Rio terkekeh dan mngedarkan pandangannya kesekitar villa, dan matanya berhenti pada satu titik. Disana, dihamparan ilalang berdiri seorang lelaki bersweater hitam. Rio mengenali sosok itu, ia sudah bertekad untuk melawan ketakutannya, toh dia bukan remaja lelaki yang berumur 12 tahun lagi, tubuhnya sudah sama besar dengan lelaki itu.

Bukan aku yang bersalah, aku tidak bersalah!

"Feylin, sebaiknya kamu masuk kedalam, tadi aku melihat ramalan cuaca, katanya akan hujan, nanti aku akan memanggil beberapa pelayan untuk membereskan semua ini," ia melepaskan rangkulannya.

Rio memimpin Feylin untuk berdiri berhadap-hadapan, ia memegang kedua bahu Feylin dan agak membungkuk untuk menyesuaikan dengan tinggi Feylin yang tak seberapa.

"Dengar, tunggu aku didalam, aku akan menemui Philip sebentar," air mukanya berubah serius. Feylin menyadari itu, tapi ia tidak mau bertanya banyak.
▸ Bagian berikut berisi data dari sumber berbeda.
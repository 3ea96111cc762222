//! Integration tests for the control API
//!
//! These tests verify that:
//! - The restart endpoint starts containers through the runtime
//! - Missing parameters and runtime failures map to 400 / 500
//! - Health and stats report the expected JSON
//! - CORS headers are present

use std::sync::Arc;
use std::time::Duration;

use axum::body::{Body, to_bytes};
use axum::http::{Request, StatusCode, header};
use docker_monitor::{
    WorkloadKind,
    actors::{
        dedup::AlertDeduplicator,
        ingest::{self, EventQueue, IngestionWorker},
        messages::LifecycleEvent,
    },
    api::{ApiState, router, spawn_api_server},
};
use serde_json::Value;
use tokio_util::sync::CancellationToken;
use tower::ServiceExt;

use crate::helpers::*;

async fn state(runtime: Arc<FakeRuntime>) -> (ApiState, EventQueue, IngestionWorker) {
    let sink = memory_sink().await;
    let (queue, worker) = ingest::channel(8, sink.clone(), DATABASE, Duration::from_secs(1));
    let dedup = Arc::new(AlertDeduplicator::new(
        sink,
        RecordingNotifier::new(),
        DATABASE,
        Duration::from_secs(1),
    ));
    (ApiState::new(runtime, queue.clone(), dedup), queue, worker)
}

async fn get(state: ApiState, uri: &str) -> (StatusCode, String) {
    let response = router(state)
        .oneshot(Request::builder().uri(uri).body(Body::empty()).unwrap())
        .await
        .unwrap();
    let status = response.status();
    let body = to_bytes(response.into_body(), usize::MAX).await.unwrap();
    (status, String::from_utf8(body.to_vec()).unwrap())
}

#[tokio::test]
async fn test_restart_starts_container() {
    let runtime = FakeRuntime::new();
    let (state, _queue, _worker) = state(runtime.clone()).await;

    let (status, body) = get(state, "/monitor?containerid=abc123abc1").await;

    assert_eq!(status, StatusCode::OK);
    assert_eq!(body, "Successfully started container abc123abc1");
    assert_eq!(*runtime.started.lock().await, vec!["abc123abc1".to_string()]);
}

#[tokio::test]
async fn test_restart_without_id_is_bad_request() {
    let runtime = FakeRuntime::new();
    let (state, _queue, _worker) = state(runtime.clone()).await;

    let (status, body) = get(state.clone(), "/monitor").await;
    assert_eq!(status, StatusCode::BAD_REQUEST);
    let json: Value = serde_json::from_str(&body).unwrap();
    assert!(json["error"].as_str().unwrap().contains("containerid"));

    let (status, _) = get(state, "/monitor?containerid=").await;
    assert_eq!(status, StatusCode::BAD_REQUEST);
    assert!(runtime.started.lock().await.is_empty());
}

#[tokio::test]
async fn test_restart_failure_is_server_error() {
    let runtime = FakeRuntime::new();
    runtime.set_failing(true);
    let (state, _queue, _worker) = state(runtime).await;

    let (status, body) = get(state, "/monitor?containerid=gone").await;

    assert_eq!(status, StatusCode::INTERNAL_SERVER_ERROR);
    let json: Value = serde_json::from_str(&body).unwrap();
    assert!(json["error"].as_str().unwrap().contains("no such container"));
    assert_eq!(json["containerid"], "gone");
}

#[tokio::test]
async fn test_health() {
    let (state, _queue, _worker) = state(FakeRuntime::new()).await;

    let (status, body) = get(state, "/health").await;

    assert_eq!(status, StatusCode::OK);
    let json: Value = serde_json::from_str(&body).unwrap();
    assert_eq!(json["status"], "ok");
    assert_eq!(json["queue_depth"], 0);
    assert!(json["timestamp"].is_string());
}

#[tokio::test]
async fn test_health_reports_saturated_queue() {
    let (state, queue, _worker) = state(FakeRuntime::new()).await;

    for _ in 0..8 {
        queue.enqueue(LifecycleEvent::stopped(WorkloadKind::Httpd));
    }

    let (status, body) = get(state, "/health").await;

    assert_eq!(status, StatusCode::OK);
    let json: Value = serde_json::from_str(&body).unwrap();
    assert_eq!(json["status"], "saturated");
    assert_eq!(json["queue_depth"], 8);
}

#[tokio::test]
async fn test_stats_reports_queue_counters() {
    let runtime = FakeRuntime::new();
    let (state, queue, _worker) = state(runtime.clone()).await;

    for _ in 0..10 {
        queue.enqueue(LifecycleEvent::stopped(WorkloadKind::Nginx));
    }

    let (status, body) = get(state, "/stats").await;

    assert_eq!(status, StatusCode::OK);
    let json: Value = serde_json::from_str(&body).unwrap();
    assert_eq!(json["ingest"]["enqueued"], 8);
    assert_eq!(json["ingest"]["dropped"], 2);
    assert_eq!(json["ingest"]["capacity"], 8);
    assert_eq!(json["ingest"]["depth"], 8);
    assert_eq!(json["alerted"], Value::Array(vec![]));
}

#[tokio::test]
async fn test_cors_headers() {
    let (state, _queue, _worker) = state(FakeRuntime::new()).await;

    let response = router(state)
        .oneshot(
            Request::builder()
                .uri("/health")
                .header(header::ORIGIN, "http://dashboard.local")
                .body(Body::empty())
                .unwrap(),
        )
        .await
        .unwrap();

    assert_eq!(
        response.headers()[header::ACCESS_CONTROL_ALLOW_ORIGIN],
        "*"
    );
}

#[tokio::test]
async fn test_server_binds_and_shuts_down() {
    let (state, _queue, _worker) = state(FakeRuntime::new()).await;
    let shutdown = CancellationToken::new();

    let addr = spawn_api_server("127.0.0.1:0".parse().unwrap(), state, shutdown.clone())
        .await
        .unwrap();

    let response = reqwest::get(format!("http://{addr}/health")).await.unwrap();
    assert!(response.status().is_success());

    shutdown.cancel();
}
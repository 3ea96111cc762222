//! Control API
//!
//! ## Endpoints
//!
//! - `GET /monitor?containerid=<id>` - Start a container (restart link in notifications)
//! - `GET /health` - Liveness and queue saturation
//! - `GET /stats` - Ingestion counters and alerted workloads

pub mod error;
pub mod routes;
pub mod state;
pub mod types;

pub use error::{ApiError, ApiResult};
pub use state::ApiState;
pub use types::{HealthResponse, RestartQuery, StatsResponse};

use std::net::SocketAddr;

use axum::{Router, routing::get};
use tokio_util::sync::CancellationToken;
use tower_http::cors::{Any, CorsLayer};
use tower_http::trace::TraceLayer;
use tracing::{error, info};

/// Build the router with every route and layer.
pub fn router(state: ApiState) -> Router {
    let cors = CorsLayer::new()
        .allow_origin(Any)
        .allow_methods(Any)
        .allow_headers(Any);

    Router::new()
        .route("/monitor", get(routes::monitor::restart_container))
        .route("/health", get(routes::health::health_check))
        .route("/stats", get(routes::stats::get_stats))
        .with_state(state)
        .layer(TraceLayer::new_for_http())
        .layer(cors)
}

/// Spawn the API server
///
/// Binds `bind_addr`, serves in a background task until `shutdown` fires
/// and returns the bound address.
pub async fn spawn_api_server(
    bind_addr: SocketAddr,
    state: ApiState,
    shutdown: CancellationToken,
) -> anyhow::Result<SocketAddr> {
    info!("starting API server on {bind_addr}");

    let listener = tokio::net::TcpListener::bind(bind_addr).await?;
    let addr = listener.local_addr()?;

    info!("API server listening on {addr}");

    let app = router(state);
    tokio::spawn(async move {
        let serve = axum::serve(listener, app)
            .with_graceful_shutdown(async move { shutdown.cancelled().await });
        if let Err(e) = serve.await {
            error!("API server error: {e}");
        }
    });

    Ok(addr)
}
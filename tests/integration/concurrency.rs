//! Concurrency tests
//!
//! These tests verify:
//! - The queue bound holds under concurrent producers
//! - Per-producer FIFO order reaches the sink
//! - Concurrent ticks on a shared deduplicator alert at most once

use std::collections::HashMap;
use std::sync::Arc;
use std::time::Duration;

use docker_monitor::{
    LifecycleStatus, WorkloadKind, WorkloadSnapshot,
    actors::{dedup::AlertDeduplicator, ingest, messages::LifecycleEvent},
    storage::FieldValue,
};
use tokio_util::sync::CancellationToken;

use crate::helpers::*;

fn event(kind: WorkloadKind, id: String) -> LifecycleEvent {
    LifecycleEvent::new(
        Some(kind),
        WorkloadSnapshot {
            name: kind.name().to_string(),
            id,
            image_name: format!("{kind}:latest"),
            created_at: None,
            network: String::new(),
            runtime_state: "running".to_string(),
            runtime_status_text: String::new(),
            lifecycle_status: LifecycleStatus::Start,
        },
    )
}

#[tokio::test]
async fn test_600_events_into_500_slots_deliver_500() {
    let sink = memory_sink().await;
    let (queue, worker) = ingest::channel(500, sink.clone(), DATABASE, Duration::from_secs(1));

    for i in 0..600 {
        queue.enqueue(event(WorkloadKind::Nginx, format!("c{i}")));
    }
    let stats = queue.stats();
    assert_eq!(stats.enqueued, 500);
    assert_eq!(stats.dropped, 100);
    assert_eq!(stats.depth, 500);

    let shutdown = CancellationToken::new();
    let handle = tokio::spawn(worker.run(shutdown.clone()));
    let q = queue.clone();
    wait_until(|| {
        let q = q.clone();
        async move { q.stats().written == 500 }
    })
    .await;
    shutdown.cancel();
    handle.await.unwrap();

    assert_eq!(sink.count(DATABASE, "NginxContainerEvents").await, 500);
}

#[tokio::test(flavor = "multi_thread", worker_threads = 4)]
async fn test_concurrent_producers_keep_their_order() {
    let sink = memory_sink().await;
    let (queue, worker) = ingest::channel(64, sink.clone(), DATABASE, Duration::from_secs(1));
    let shutdown = CancellationToken::new();
    let handle = tokio::spawn(worker.run(shutdown.clone()));

    let mut producers = vec![];
    for kind in WorkloadKind::ALL {
        let queue = queue.clone();
        producers.push(tokio::spawn(async move {
            for i in 0..200 {
                queue.enqueue(event(kind, format!("{kind}-{i:03}")));
                if i % 16 == 0 {
                    tokio::task::yield_now().await;
                }
            }
        }));
    }
    for producer in producers {
        producer.await.unwrap();
    }

    let q = queue.clone();
    wait_until(|| {
        let q = q.clone();
        async move {
            let stats = q.stats();
            stats.depth == 0 && stats.written == stats.enqueued
        }
    })
    .await;
    shutdown.cancel();
    handle.await.unwrap();

    let stats = queue.stats();
    assert_eq!(stats.enqueued + stats.dropped, 600);

    let mut written = HashMap::new();
    for kind in WorkloadKind::ALL {
        let ids: Vec<String> = sink
            .points(DATABASE, kind.measurement())
            .await
            .into_iter()
            .map(|p| match &p.fields["ContainerID"] {
                FieldValue::String(id) => id.clone(),
                other => panic!("unexpected id {other:?}"),
            })
            .collect();

        let mut sorted = ids.clone();
        sorted.sort();
        assert_eq!(ids, sorted, "{kind} samples out of order");
        written.insert(kind, ids.len() as u64);
    }
    assert_eq!(written.values().sum::<u64>(), stats.written);
}

#[tokio::test(flavor = "multi_thread", worker_threads = 4)]
async fn test_concurrent_ticks_alert_once() {
    let sink = memory_sink().await;
    let notifier = RecordingNotifier::new();
    let (queue, worker) = ingest::channel(16, sink.clone(), DATABASE, Duration::from_secs(1));
    let shutdown = CancellationToken::new();
    let handle = tokio::spawn(worker.run(shutdown.clone()));

    for kind in WorkloadKind::ALL {
        queue.enqueue(event(kind, format!("{kind}-1")));
    }
    tokio::time::sleep(Duration::from_millis(2)).await;
    for kind in WorkloadKind::ALL {
        queue.enqueue(LifecycleEvent::stopped(kind));
    }
    let q = queue.clone();
    wait_until(|| {
        let q = q.clone();
        async move { q.stats().written == 6 }
    })
    .await;

    let dedup = Arc::new(AlertDeduplicator::new(
        sink.clone(),
        notifier.clone(),
        DATABASE,
        Duration::from_secs(1),
    ));

    let mut ticks = vec![];
    for _ in 0..8 {
        for kind in WorkloadKind::ALL {
            let dedup = dedup.clone();
            ticks.push(tokio::spawn(async move { dedup.tick(kind).await }));
        }
    }
    for tick in ticks {
        tick.await.unwrap().unwrap();
    }

    assert_eq!(notifier.count().await, 3);
    assert_eq!(
        dedup.alerted_keys().await,
        vec!["httpdstop", "nginxstop", "postgresstop"]
    );

    shutdown.cancel();
    handle.await.unwrap();
}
Ia hanya mengangguk tak memprotes, ia takut hanya akan menambah masalah bagi Rio.

Rio menggandeng tangan Feylin dan menariknya kedalam villa.
"Tidurlah, kamu pasti lelah Feylin."

"Baiklah Rio, hati-hati," Feylin agak cemas, tapi ia percaya kepada Rio, ia memutuskan untuk menurut saja.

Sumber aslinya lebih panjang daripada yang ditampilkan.